This module is one of the two compulsory modules which are offered in the second semester of studies in the area of public international law. Building on the groundwork set out in the first semester on the foundations of international law, this course concentrates on international law processes, with a focus on international dispute settlement.


The course aims to provide a comprehensive understanding of the law and practice of international dispute settlement, in particular litigation before the International Court of Justice, other contemporary judicial bodies in specific fields, arbitration, as well as other mechanisms. Upon completion, students will be able to:

·  understand the processes and institutional structures for resolving international disputes

·  critically discuss and assess the characteristics of dispute settlement procedures, as well as procedural aspects of international legal proceedings.

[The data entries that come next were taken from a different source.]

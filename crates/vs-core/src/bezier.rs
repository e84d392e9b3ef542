//! Bézier evaluation and handle math used by the node editor and pen tool.

use kurbo::{CubicBez, ParamCurve, Point, QuadBez};
use std::f64::consts::PI;

/// Handles whose opposing angle is within this many radians of a straight
/// line are treated as a smooth (mirrored) node.
pub const SMOOTH_ANGLE_TOLERANCE: f64 = 0.1;

/// Iterations of the ternary search in [`closest_point_on_cubic`].
const CLOSEST_POINT_ITERATIONS: usize = 20;

/// Coarse samples used to bracket the ternary search.
const CLOSEST_POINT_SEEDS: usize = 16;

/// Evaluate a cubic Bézier at `t` (clamped to `[0, 1]`).
pub fn cubic_point(t: f64, p0: Point, p1: Point, p2: Point, p3: Point) -> Point {
    CubicBez::new(p0, p1, p2, p3).eval(t.clamp(0.0, 1.0))
}

/// Evaluate a quadratic Bézier at `t` (clamped to `[0, 1]`).
pub fn quadratic_point(t: f64, p0: Point, p1: Point, p2: Point) -> Point {
    QuadBez::new(p0, p1, p2).eval(t.clamp(0.0, 1.0))
}

pub fn distance(a: Point, b: Point) -> f64 {
    a.distance(b)
}

/// Reflect `control` through `anchor`.
pub fn mirror_control_point(anchor: Point, control: Point) -> Point {
    Point::new(anchor.x * 2.0 - control.x, anchor.y * 2.0 - control.y)
}

/// Angle of the handle as seen from its anchor, in radians.
pub fn handle_angle(anchor: Point, control: Point) -> f64 {
    (control - anchor).atan2()
}

/// Whether two handles sit on opposite sides of the anchor (±tolerance).
///
/// Zero-length handles have no direction and are never smooth.
pub fn is_smooth(anchor: Point, control_in: Point, control_out: Point) -> bool {
    if control_in == anchor || control_out == anchor {
        return false;
    }
    let mut diff = (handle_angle(anchor, control_in) - handle_angle(anchor, control_out)).abs();
    if diff > PI {
        diff = 2.0 * PI - diff;
    }
    (diff - PI).abs() < SMOOTH_ANGLE_TOLERANCE
}

/// A segment as stored on a path: start, optional handles, end.
#[derive(Debug, Clone, Copy, PartialEq)]
pub struct CurveSegment {
    pub start: Point,
    pub control1: Option<Point>,
    pub control2: Option<Point>,
    pub end: Point,
}

impl CurveSegment {
    pub fn cubic(&self) -> Option<CubicBez> {
        match (self.control1, self.control2) {
            (Some(c1), Some(c2)) => Some(CubicBez::new(self.start, c1, c2, self.end)),
            _ => None,
        }
    }
}

/// Approximate nearest point on a cubic segment.
///
/// Brackets the best coarse sample, then runs a fixed ternary search. A
/// segment missing either handle returns its end point at `t = 1`.
pub fn closest_point_on_cubic(point: Point, curve: &CurveSegment) -> (f64, Point) {
    let Some(cubic) = curve.cubic() else {
        return (1.0, curve.end);
    };
    let dist = |t: f64| cubic.eval(t).distance_squared(point);

    let step = 1.0 / CLOSEST_POINT_SEEDS as f64;
    let best_seed = (0..=CLOSEST_POINT_SEEDS)
        .map(|i| i as f64 * step)
        .min_by(|a, b| dist(*a).total_cmp(&dist(*b)))
        .unwrap_or(0.0);

    let mut lo = (best_seed - step).max(0.0);
    let mut hi = (best_seed + step).min(1.0);
    for _ in 0..CLOSEST_POINT_ITERATIONS {
        let m1 = lo + (hi - lo) / 3.0;
        let m2 = hi - (hi - lo) / 3.0;
        if dist(m1) < dist(m2) {
            hi = m2;
        } else {
            lo = m1;
        }
    }

    let t = (lo + hi) / 2.0;
    (t, cubic.eval(t))
}
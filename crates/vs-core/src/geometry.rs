//! Bounding boxes, alignment guides, grid snapping and coordinate spaces.
//!
//! Three spaces are involved while editing:
//!
//! - **screen**: pointer coordinates relative to the stage element
//! - **world**: stage coordinates, mapped from screen by a [`StageViewport`]
//! - **SVG user space**: coordinates inside one asset's `viewBox`

use crate::id::ObjectId;
use kurbo::{Affine, Point, Rect};
use serde::{Deserialize, Serialize};
use smallvec::SmallVec;

/// Guides whose positions are within this distance are merged.
pub const GUIDE_MERGE_DISTANCE: f64 = 1.0;

// ─── Bounds ──────────────────────────────────────────────────────────────

/// Axis-aligned bounding box in world space.
#[derive(Debug, Clone, Copy, PartialEq, Default, Serialize, Deserialize)]
pub struct Bounds {
    pub x: f64,
    pub y: f64,
    pub width: f64,
    pub height: f64,
}

impl Bounds {
    pub const fn new(x: f64, y: f64, width: f64, height: f64) -> Self {
        Self {
            x,
            y,
            width,
            height,
        }
    }

    /// Normalized box spanning two corners in any order.
    pub fn from_corners(a: Point, b: Point) -> Self {
        Self::new(a.x.min(b.x), a.y.min(b.y), (b.x - a.x).abs(), (b.y - a.y).abs())
    }

    pub fn left(&self) -> f64 {
        self.x
    }

    pub fn right(&self) -> f64 {
        self.x + self.width
    }

    pub fn top(&self) -> f64 {
        self.y
    }

    pub fn bottom(&self) -> f64 {
        self.y + self.height
    }

    pub fn center_x(&self) -> f64 {
        self.x + self.width / 2.0
    }

    pub fn center_y(&self) -> f64 {
        self.y + self.height / 2.0
    }

    pub fn center(&self) -> Point {
        Point::new(self.center_x(), self.center_y())
    }

    pub fn contains(&self, p: Point) -> bool {
        p.x >= self.x && p.x <= self.right() && p.y >= self.y && p.y <= self.bottom()
    }

    /// AABB overlap (touching edges do not count).
    pub fn intersects(&self, other: &Bounds) -> bool {
        self.x < other.right() && self.right() > other.x && self.y < other.bottom() && self.bottom() > other.y
    }

    pub fn union(&self, other: &Bounds) -> Bounds {
        let x = self.x.min(other.x);
        let y = self.y.min(other.y);
        Bounds::new(x, y, self.right().max(other.right()) - x, self.bottom().max(other.bottom()) - y)
    }

    pub fn translate(&self, dx: f64, dy: f64) -> Bounds {
        Bounds::new(self.x + dx, self.y + dy, self.width, self.height)
    }

    /// The value of one alignment line of this box.
    pub fn line(&self, alignment: Alignment) -> f64 {
        match alignment {
            Alignment::Left => self.left(),
            Alignment::CenterX => self.center_x(),
            Alignment::Right => self.right(),
            Alignment::Top => self.top(),
            Alignment::CenterY => self.center_y(),
            Alignment::Bottom => self.bottom(),
        }
    }
}

impl From<Rect> for Bounds {
    fn from(r: Rect) -> Self {
        Bounds::new(r.x0, r.y0, r.width(), r.height())
    }
}

impl From<Bounds> for Rect {
    fn from(b: Bounds) -> Self {
        Rect::new(b.x, b.y, b.right(), b.bottom())
    }
}

// ─── Alignment guides ────────────────────────────────────────────────────

#[derive(Debug, Clone, Copy, PartialEq, Eq, Hash, Serialize, Deserialize)]
pub enum Axis {
    /// A vertical line; constrains x.
    Vertical,
    /// A horizontal line; constrains y.
    Horizontal,
}

#[derive(Debug, Clone, Copy, PartialEq, Eq, Hash, Serialize, Deserialize)]
pub enum Alignment {
    Left,
    CenterX,
    Right,
    Top,
    CenterY,
    Bottom,
}

impl Alignment {
    pub const VERTICAL: [Alignment; 3] = [Alignment::Left, Alignment::CenterX, Alignment::Right];
    pub const HORIZONTAL: [Alignment; 3] = [Alignment::Top, Alignment::CenterY, Alignment::Bottom];

    pub fn axis(self) -> Axis {
        match self {
            Alignment::Left | Alignment::CenterX | Alignment::Right => Axis::Vertical,
            Alignment::Top | Alignment::CenterY | Alignment::Bottom => Axis::Horizontal,
        }
    }
}

/// A transient line showing coincidence between the dragged box and others.
#[derive(Debug, Clone, PartialEq)]
pub struct AlignmentGuide {
    pub axis: Axis,
    pub position: f64,
    pub alignment: Alignment,
    pub targets: SmallVec<[ObjectId; 4]>,
}

/// Compare the moving box's six alignment lines against each other box.
///
/// Lines are compared like-for-like (left with left, center with center…).
/// A guide sits at the other box's line and is emitted when the gap is
/// under `threshold`. Guides on the same axis within
/// [`GUIDE_MERGE_DISTANCE`] are merged and accumulate their targets; the
/// output keeps first-found order (per candidate: left, centerX, right,
/// then top, centerY, bottom).
pub fn detect_alignment(moving: &Bounds, others: &[(ObjectId, Bounds)], threshold: f64) -> Vec<AlignmentGuide> {
    let mut guides: Vec<AlignmentGuide> = Vec::new();

    for (id, other) in others {
        for alignment in Alignment::VERTICAL.into_iter().chain(Alignment::HORIZONTAL) {
            let target = other.line(alignment);
            if (moving.line(alignment) - target).abs() >= threshold {
                continue;
            }
            let axis = alignment.axis();
            match guides
                .iter_mut()
                .find(|g| g.axis == axis && (g.position - target).abs() < GUIDE_MERGE_DISTANCE)
            {
                Some(existing) => {
                    if !existing.targets.contains(id) {
                        existing.targets.push(*id);
                    }
                }
                None => guides.push(AlignmentGuide {
                    axis,
                    position: target,
                    alignment,
                    targets: SmallVec::from_elem(*id, 1),
                }),
            }
        }
    }

    guides
}

/// Offset that moves `moving` onto the first vertical and first horizontal
/// guide. Later guides on the same axis are ignored.
pub fn snap_offset_from_guides(moving: &Bounds, guides: &[AlignmentGuide]) -> (f64, f64) {
    let offset_for = |axis: Axis| {
        guides
            .iter()
            .find(|g| g.axis == axis)
            .map_or(0.0, |g| g.position - moving.line(g.alignment))
    };
    (offset_for(Axis::Vertical), offset_for(Axis::Horizontal))
}

// ─── Grid ────────────────────────────────────────────────────────────────

/// Round a point to the nearest multiple of `grid_size`. No-op when
/// disabled or when the grid size is not a positive number.
pub fn snap_to_grid(x: f64, y: f64, grid_size: f64, enabled: bool) -> (f64, f64) {
    if !enabled || grid_size.is_nan() || grid_size <= 0.0 {
        return (x, y);
    }
    ((x / grid_size).round() * grid_size, (y / grid_size).round() * grid_size)
}

// ─── Stage viewport ──────────────────────────────────────────────────────

/// Pan/zoom of the stage: `screen = world * zoom + (x, y)`.
#[derive(Debug, Clone, Copy, PartialEq, Serialize, Deserialize)]
pub struct StageViewport {
    pub x: f64,
    pub y: f64,
    pub zoom: f64,
}

impl Default for StageViewport {
    fn default() -> Self {
        Self {
            x: 0.0,
            y: 0.0,
            zoom: 1.0,
        }
    }
}

impl StageViewport {
    pub const MIN_ZOOM: f64 = 0.05;
    pub const MAX_ZOOM: f64 = 20.0;

    pub fn screen_to_world(&self, screen: Point) -> Point {
        Point::new((screen.x - self.x) / self.zoom, (screen.y - self.y) / self.zoom)
    }

    pub fn world_to_screen(&self, world: Point) -> Point {
        Point::new(world.x * self.zoom + self.x, world.y * self.zoom + self.y)
    }

    pub fn pan(&mut self, dx: f64, dy: f64) {
        self.x += dx;
        self.y += dy;
    }

    /// Change zoom while keeping the world point under `screen` fixed.
    pub fn zoom_at(&mut self, screen: Point, factor: f64) {
        let anchor = self.screen_to_world(screen);
        self.zoom = (self.zoom * factor).clamp(Self::MIN_ZOOM, Self::MAX_ZOOM);
        self.x = screen.x - anchor.x * self.zoom;
        self.y = screen.y - anchor.y * self.zoom;
    }
}

// ─── SVG user space ──────────────────────────────────────────────────────

/// The `viewBox` of an SVG, in user-space units.
#[derive(Debug, Clone, Copy, PartialEq, Serialize, Deserialize)]
pub struct ViewBox {
    pub x: f64,
    pub y: f64,
    pub width: f64,
    pub height: f64,
}

impl ViewBox {
    /// Parse a `viewBox` attribute (`"min-x min-y width height"`).
    pub fn parse(attr: &str) -> Option<Self> {
        let nums: Vec<f64> = attr
            .split(|c: char| c.is_whitespace() || c == ',')
            .filter(|s| !s.is_empty())
            .map(str::parse)
            .collect::<Result<_, _>>()
            .ok()?;
        match nums[..] {
            [x, y, width, height] if width > 0.0 && height > 0.0 => Some(Self {
                x,
                y,
                width,
                height,
            }),
            _ => None,
        }
    }
}

/// What a rendered SVG element can tell us about its placement on screen.
pub trait SvgCoordinateSource {
    /// Inverse of the element's screen CTM (screen → user space), if the
    /// host can provide one.
    fn screen_ctm_inverse(&self) -> Option<Affine>;

    /// The element's `viewBox`, if it declares one.
    fn view_box(&self) -> Option<ViewBox>;

    /// The element's rendered box on screen.
    fn client_rect(&self) -> Bounds;
}

/// Convert a screen point into the element's user space.
///
/// Tries the inverse CTM first, then viewBox scaling over the client rect,
/// then plain subtraction of the client rect's origin.
pub fn screen_to_svg_coords(element: &impl SvgCoordinateSource, screen_x: f64, screen_y: f64) -> Point {
    let screen = Point::new(screen_x, screen_y);
    if let Some(inverse) = element.screen_ctm_inverse()
        && inverse.determinant() != 0.0
    {
        return inverse * screen;
    }

    let rect = element.client_rect();
    if let Some(vb) = element.view_box()
        && rect.width > 0.0
        && rect.height > 0.0
    {
        return Point::new(
            vb.x + (screen_x - rect.x) * vb.width / rect.width,
            vb.y + (screen_y - rect.y) * vb.height / rect.height,
        );
    }

    Point::new(screen_x - rect.x, screen_y - rect.y)
}

/// An asset drawn on the stage: its user space mapped through the object's
/// placement and the stage viewport.
#[derive(Debug, Clone, Copy, PartialEq)]
pub struct PlacedSvg {
    /// User space → screen.
    pub ctm: Affine,
    pub view_box: Option<ViewBox>,
    /// Unscaled size of the asset on the stage.
    pub base_size: (f64, f64),
}

impl PlacedSvg {
    /// Map `view_box` (or raw user units when absent) onto a `base_size`
    /// box at `origin`, scaled by `scale` and rotated `rotation` degrees
    /// about the scaled box's center, then through `viewport`.
    pub fn new(
        origin: Point,
        scale: f64,
        rotation: f64,
        base_size: (f64, f64),
        view_box: Option<ViewBox>,
        viewport: &StageViewport,
    ) -> Self {
        let (w, h) = base_size;
        let (user, fit_x, fit_y) = match view_box {
            Some(vb) => (Affine::translate((-vb.x, -vb.y)), w / vb.width, h / vb.height),
            None => (Affine::IDENTITY, 1.0, 1.0),
        };
        let center = Point::new(w * scale / 2.0, h * scale / 2.0);
        let ctm = Affine::translate((viewport.x, viewport.y))
            * Affine::scale(viewport.zoom)
            * Affine::translate((origin.x, origin.y))
            * Affine::rotate_about(rotation.to_radians(), center)
            * Affine::scale_non_uniform(scale * fit_x, scale * fit_y)
            * user;
        Self {
            ctm,
            view_box,
            base_size,
        }
    }

    /// Screen position of a user-space point.
    pub fn to_screen(&self, user: Point) -> Point {
        self.ctm * user
    }
}

impl SvgCoordinateSource for PlacedSvg {
    fn screen_ctm_inverse(&self) -> Option<Affine> {
        (self.ctm.determinant() != 0.0).then(|| self.ctm.inverse())
    }

    fn view_box(&self) -> Option<ViewBox> {
        self.view_box
    }

    fn client_rect(&self) -> Bounds {
        let user = match self.view_box {
            Some(vb) => Rect::new(vb.x, vb.y, vb.x + vb.width, vb.y + vb.height),
            None => Rect::new(0.0, 0.0, self.base_size.0, self.base_size.1),
        };
        self.ctm.transform_rect_bbox(user).into()
    }
}
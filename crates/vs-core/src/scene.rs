//! Scene storage: a generic id-keyed hierarchy plus the stage's layers and
//! placed objects.
//!
//! `SceneGraph<T>` owns every node in one map. The parent relation is a
//! back-reference stored on the node itself, so walking down the tree is a
//! linear scan over insertion order.

use crate::geometry::Bounds;
use crate::id::{AssetId, GroupId, LayerId, ObjectId};
use serde::{Deserialize, Serialize};
use std::collections::HashMap;
use std::hash::Hash;

// ─── Generic hierarchy ───────────────────────────────────────────────────

/// A node that knows its own id and (optionally) its parent's id.
pub trait GraphNode {
    type Id: Copy + Eq + Hash + std::fmt::Debug;

    fn id(&self) -> Self::Id;
    fn parent(&self) -> Option<Self::Id>;
    fn set_parent(&mut self, parent: Option<Self::Id>);
}

#[derive(Debug, Clone)]
pub struct SceneGraph<T: GraphNode> {
    nodes: HashMap<T::Id, T>,
    /// Insertion order of every key, used for deterministic scans.
    order: Vec<T::Id>,
    root_ids: Vec<T::Id>,
}

impl<T: GraphNode> Default for SceneGraph<T> {
    fn default() -> Self {
        Self {
            nodes: HashMap::new(),
            order: Vec::new(),
            root_ids: Vec::new(),
        }
    }
}

impl<T: GraphNode> SceneGraph<T> {
    pub fn new() -> Self {
        Self::default()
    }

    pub fn len(&self) -> usize {
        self.nodes.len()
    }

    pub fn is_empty(&self) -> bool {
        self.nodes.is_empty()
    }

    pub fn root_ids(&self) -> &[T::Id] {
        &self.root_ids
    }

    pub fn get_node(&self, id: T::Id) -> Option<&T> {
        self.nodes.get(&id)
    }

    pub fn get_node_mut(&mut self, id: T::Id) -> Option<&mut T> {
        self.nodes.get_mut(&id)
    }

    /// Nodes whose parent is `id`, in insertion order.
    pub fn get_children(&self, id: T::Id) -> Vec<&T> {
        self.order
            .iter()
            .filter_map(|key| self.nodes.get(key))
            .filter(|node| node.parent() == Some(id))
            .collect()
    }

    /// Insert (or replace) a node. Parentless nodes become roots.
    pub fn add_node(&mut self, node: T) {
        let id = node.id();
        let is_root = node.parent().is_none();
        if self.nodes.insert(id, node).is_none() {
            self.order.push(id);
        }
        let listed = self.root_ids.contains(&id);
        if is_root && !listed {
            self.root_ids.push(id);
        } else if !is_root && listed {
            self.root_ids.retain(|r| *r != id);
        }
    }

    /// Remove one node. Its children are promoted to roots rather than left
    /// pointing at a missing parent.
    pub fn remove_node(&mut self, id: T::Id) -> Option<T> {
        let removed = self.nodes.remove(&id)?;
        self.order.retain(|k| *k != id);
        self.root_ids.retain(|k| *k != id);

        let orphans: Vec<T::Id> = self
            .order
            .iter()
            .copied()
            .filter(|k| self.nodes.get(k).and_then(GraphNode::parent) == Some(id))
            .collect();
        for orphan in orphans {
            if let Some(node) = self.nodes.get_mut(&orphan) {
                node.set_parent(None);
            }
            self.root_ids.push(orphan);
        }
        Some(removed)
    }

    /// Remove a node and all of its descendants. Returns them parent-first.
    pub fn remove_subtree(&mut self, id: T::Id) -> Vec<T> {
        let mut doomed = vec![id];
        let mut i = 0;
        while i < doomed.len() {
            let parent = doomed[i];
            doomed.extend(self.get_children(parent).into_iter().map(GraphNode::id));
            i += 1;
        }

        let mut removed = Vec::with_capacity(doomed.len());
        for key in &doomed {
            if let Some(node) = self.nodes.remove(key) {
                removed.push(node);
            }
        }
        self.order.retain(|k| !doomed.contains(k));
        self.root_ids.retain(|k| !doomed.contains(k));
        removed
    }

    /// Parent chain from the immediate parent up to the root.
    pub fn ancestors(&self, id: T::Id) -> Vec<T::Id> {
        let mut chain = Vec::new();
        let mut current = self.nodes.get(&id).and_then(GraphNode::parent);
        while let Some(pid) = current {
            if chain.contains(&pid) {
                log::warn!("cycle in scene graph at {pid:?}");
                break;
            }
            chain.push(pid);
            current = self.nodes.get(&pid).and_then(GraphNode::parent);
        }
        chain
    }

    /// Every node in insertion order.
    pub fn iter(&self) -> impl Iterator<Item = &T> {
        self.order.iter().filter_map(|k| self.nodes.get(k))
    }
}

// ─── Stage objects ───────────────────────────────────────────────────────

/// A placed instance of a library asset or component.
#[derive(Debug, Clone, PartialEq, Serialize, Deserialize)]
pub struct SceneObject {
    pub id: ObjectId,
    /// Library key, resolved externally and never owned by the stage.
    #[serde(rename = "ref")]
    pub asset: AssetId,
    pub x: f64,
    pub y: f64,
    pub z: i32,
    pub scale: f64,
    /// Degrees.
    pub rotation: f64,
    #[serde(default)]
    pub locked: bool,
    #[serde(default = "default_true")]
    pub visible: bool,
    #[serde(default, skip_serializing_if = "Option::is_none")]
    pub group_id: Option<GroupId>,
    #[serde(default, skip_serializing_if = "Option::is_none")]
    pub mask_id: Option<ObjectId>,
}

fn default_true() -> bool {
    true
}

impl SceneObject {
    pub fn new(id: ObjectId, asset: AssetId, x: f64, y: f64) -> Self {
        Self {
            id,
            asset,
            x,
            y,
            z: 0,
            scale: 1.0,
            rotation: 0.0,
            locked: false,
            visible: true,
            group_id: None,
            mask_id: None,
        }
    }

    /// World-space box given the asset's intrinsic (unscaled) size.
    pub fn bounds(&self, base_width: f64, base_height: f64) -> Bounds {
        Bounds::new(self.x, self.y, base_width * self.scale, base_height * self.scale)
    }
}

#[derive(Debug, Clone, PartialEq, Serialize, Deserialize)]
pub struct Layer {
    pub id: LayerId,
    pub name: String,
    pub z: i32,
    #[serde(default = "default_true")]
    pub visible: bool,
    #[serde(default)]
    pub locked: bool,
    /// Back-to-front paint order.
    pub objects: Vec<SceneObject>,
}

impl Layer {
    pub fn new(id: LayerId, name: impl Into<String>, z: i32) -> Self {
        Self {
            id,
            name: name.into(),
            z,
            visible: true,
            locked: false,
            objects: Vec::new(),
        }
    }

    pub fn object(&self, id: ObjectId) -> Option<&SceneObject> {
        self.objects.iter().find(|o| o.id == id)
    }

    pub fn object_mut(&mut self, id: ObjectId) -> Option<&mut SceneObject> {
        self.objects.iter_mut().find(|o| o.id == id)
    }

    pub fn contains(&self, id: ObjectId) -> bool {
        self.objects.iter().any(|o| o.id == id)
    }

    pub fn object_ids(&self) -> Vec<ObjectId> {
        self.objects.iter().map(|o| o.id).collect()
    }

    /// Move one object to `to` in paint order and renumber `z` to match.
    /// Returns false when nothing changed.
    fn reorder(&mut self, id: ObjectId, to: impl FnOnce(usize, usize) -> usize) -> bool {
        let Some(from) = self.objects.iter().position(|o| o.id == id) else {
            return false;
        };
        let last = self.objects.len() - 1;
        let to = to(from, last).min(last);
        if to == from {
            return false;
        }
        let obj = self.objects.remove(from);
        self.objects.insert(to, obj);
        for (i, o) in self.objects.iter_mut().enumerate() {
            o.z = i as i32;
        }
        true
    }

    pub fn bring_forward(&mut self, id: ObjectId) -> bool {
        self.reorder(id, |from, _| from + 1)
    }

    pub fn send_backward(&mut self, id: ObjectId) -> bool {
        self.reorder(id, |from, _| from.saturating_sub(1))
    }

    pub fn bring_to_front(&mut self, id: ObjectId) -> bool {
        self.reorder(id, |_, last| last)
    }

    pub fn send_to_back(&mut self, id: ObjectId) -> bool {
        self.reorder(id, |_, _| 0)
    }
}

/// Stable ascending sort by `z`; equal values keep their array order.
pub fn sort_layers_by_z_index(layers: &mut [Layer]) {
    layers.sort_by_key(|l| l.z);
}

/// Rewrite one layer's `z`. Siblings are not renumbered, so duplicates are
/// allowed. Returns false if the layer does not exist.
pub fn move_layer_to_z_index(layers: &mut [Layer], id: LayerId, z: i32) -> bool {
    match layers.iter_mut().find(|l| l.id == id) {
        Some(layer) => {
            layer.z = z;
            true
        }
        None => false,
    }
}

Analysis the different mechanisms of dispute settlement available to address international disputes, main characteristics and institutional design. Focus on the judicial and arbitral function, through the study of case-law of courts and tribunals, as ‘agents of legal development’. Examination of procedural aspects in international legal proceedings.

Academic Requirements

Participants are expected to have basic previous knowledge of Public International Law.

Teaching method

Teaching will be conducted through interactive, discussion-based seminars and student participation in the lectures will be required. Basic and further reading lists will be circulated prior to the classes. Weekly tutorials will be organized for an in-depth discussion of specific issues touched upon in the lectures.


Professor Photini Pazartzis

Associate Professor Maria Gavouneli

Assistant Professor George Kyriakopoulos


Teaching Assistant Dr. Nikolaos Voulgaris  

Assessment and testing

·  Final written exam, essay questions - 2 hours (50%)

·  Mid-term written exam, essay questions - 2 hours (30%)

·  Class participation (10 %). Students submit one paper/case note for feedback during the semester.

·  Students are expected to work on a collective research spanning both semesters, on a specific research area, related to the coursework (10%).